> WHAT IS BEING ASKED: Find the count of lines in the material below that include the word "index". State nothing but that number.

> DATA FOR THE TASK:
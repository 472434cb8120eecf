//! Screen buffer — a 2D grid of terminal cells.

use crate::cell::Cell;
use crate::geometry::Size;

/// A 2D grid of terminal cells representing one frame of terminal content.
#[derive(Clone, Debug)]
pub struct ScreenBuffer {
    cells: Vec<Cell>,
    width: u16,
    height: u16,
}

impl ScreenBuffer {
    /// Create a new screen buffer filled with blank cells.
    pub fn new(size: Size) -> Self {
        let len = usize::from(size.width) * usize::from(size.height);
        Self {
            cells: vec![Cell::blank(); len],
            width: size.width,
            height: size.height,
        }
    }

    /// Get the buffer dimensions.
    pub fn size(&self) -> Size {
        Size::new(self.width, self.height)
    }

    /// Get the buffer width.
    pub fn width(&self) -> u16 {
        self.width
    }

    /// Get the buffer height.
    pub fn height(&self) -> u16 {
        self.height
    }

    /// Clear the buffer, resetting all cells to blank.
    pub fn clear(&mut self) {
        for cell in &mut self.cells {
            *cell = Cell::blank();
        }
    }

    /// Resize the buffer. Contents are lost (filled with blanks).
    pub fn resize(&mut self, size: Size) {
        self.width = size.width;
        self.height = size.height;
        let len = usize::from(size.width) * usize::from(size.height);
        self.cells.clear();
        self.cells.resize(len, Cell::blank());
    }

    /// Get a reference to the cell at (x, y), or `None` if out of bounds.
    pub fn get(&self, x: u16, y: u16) -> Option<&Cell> {
        if x < self.width && y < self.height {
            self.cells.get(self.index(x, y))
        } else {
            None
        }
    }

    /// Set a cell at (x, y). No-op if out of bounds.
    pub fn set(&mut self, x: u16, y: u16, cell: Cell) {
        if x >= self.width || y >= self.height {
            return;
        }
        let idx = self.index(x, y);
        if let Some(c) = self.cells.get_mut(idx) {
            *c = cell;
        }
    }

    /// Get a row of cells as a slice.
    pub fn get_row(&self, y: u16) -> Option<&[Cell]> {
        if y < self.height {
            let start = self.index(0, y);
            let end = start + usize::from(self.width);
            Some(&self.cells[start..end])
        } else {
            None
        }
    }

    /// The characters of a row as a string (style discarded). For tests
    /// and diagnostics.
    pub fn row_text(&self, y: u16) -> String {
        self.get_row(y)
            .map(|row| row.iter().map(|c| c.ch).collect())
            .unwrap_or_default()
    }

    /// Compute the differences between this buffer and a previous buffer.
    /// Returns a list of cell changes needed to update the terminal.
    pub fn diff(&self, previous: &ScreenBuffer) -> Vec<CellChange> {
        // If sizes differ, emit every cell (full redraw).
        if self.width != previous.width || self.height != previous.height {
            return self.full_diff();
        }

        let mut changes = Vec::new();
        for y in 0..self.height {
            for x in 0..self.width {
                let idx = self.index(x, y);
                let current = &self.cells[idx];
                if current != &previous.cells[idx] {
                    changes.push(CellChange {
                        x,
                        y,
                        cell: current.clone(),
                    });
                }
            }
        }
        changes
    }

    /// Generate changes for every cell (used when sizes differ).
    fn full_diff(&self) -> Vec<CellChange> {
        let mut changes = Vec::new();
        for y in 0..self.height {
            for x in 0..self.width {
                changes.push(CellChange {
                    x,
                    y,
                    cell: self.cells[self.index(x, y)].clone(),
                });
            }
        }
        changes
    }

    /// Convert (x, y) to a linear index.
    fn index(&self, x: u16, y: u16) -> usize {
        usize::from(y) * usize::from(self.width) + usize::from(x)
    }
}

/// A single cell change: position + new cell value.
#[derive(Clone, Debug, PartialEq, Eq)]
pub struct CellChange {
    /// Column (0-based).
    pub x: u16,
    /// Row (0-based).
    pub y: u16,
    /// The new cell value.
    pub cell: Cell,
}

> YOUR RESPONSE: 7